## WHAT IS NEEDED
A single number is required: how many lines in the records below contain "lock".

## DATA SECTION
//! Pooled storage behind a `Request` handle.

use std::sync::Arc;

use hearth_core::Message;
use parking_lot::Mutex;
use tokio_util::sync::CancellationToken;

use super::chain::{CleanupChain, FireReport};
use super::source::Source;
use super::version::VersionGuard;

/// Mutable per-request fields, guarded by the slot mutex.
#[derive(Debug, Default)]
pub(crate) struct SlotState {
    /// Bumped every time the slot is recycled. A `Request` handle remembers
    /// the generation it was created in and goes stale when it moves on.
    pub(crate) generation: u64,
    pub(crate) source: Source,
    pub(crate) uid: Option<i64>,
    pub(crate) message: Message,
    pub(crate) cancellation: CancellationToken,
    pub(crate) chain: Option<Arc<CleanupChain>>,
}

/// One reusable context slot. Handed out by the pool, shared by every
/// `Request` handle and `ClaimTicket` that refers to it.
#[derive(Debug, Default)]
pub(crate) struct Slot {
    pub(crate) version: VersionGuard,
    pub(crate) state: Mutex<SlotState>,
}

/// Outcome of [`Slot::recycle`].
#[derive(Debug)]
pub(crate) enum Recycle {
    /// The version was not the current claim; nothing changed.
    Stale,
    /// The slot is unclaimed and blank. Carries the chain that was still
    /// attached, if any.
    Recycled { chain: Option<Arc<CleanupChain>> },
}

impl Slot {
    pub(crate) fn new() -> Self {
        Self::default()
    }

    /// Marks the slot unclaimed if `version` is the current claim, then
    /// clears every field and moves it to the next generation.
    ///
    /// Both steps happen under the state lock, so a handle that checks its
    /// binding under the same lock sees either the old request or a stale
    /// generation, never a mix.
    pub(crate) fn recycle(&self, version: u64) -> Recycle {
        let mut state = self.state.lock();
        if !self.version.compare_and_reset_to_unclaimed(version) {
            return Recycle::Stale;
        }
        let chain = state.chain.take();
        let generation = state.generation.wrapping_add(1);
        *state = SlotState {
            generation,
            ..SlotState::default()
        };
        Recycle::Recycled { chain }
    }

    /// Fires the cleanup chain if `version` is still the current claim.
    ///
    /// The version check happens under the slot lock, so it is serialized
    /// with `defer`/`cancel`. The chain stays attached while it fires, which
    /// lets a callback cancel the rest of it through the request; it is
    /// detached afterwards so later `defer` calls arm a new chain.
    pub(crate) fn fire_if_current(&self, version: u64) -> Option<FireReport> {
        let chain = {
            let state = self.state.lock();
            if !self.version.is_current(version) {
                return None;
            }
            Arc::clone(state.chain.as_ref()?)
        };

        let report = chain.fire();

        let mut state = self.state.lock();
        if state
            .chain
            .as_ref()
            .is_some_and(|current| Arc::ptr_eq(current, &chain))
        {
            state.chain = None;
        }
        Some(report)
    }
}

## RESPONSE AREA
6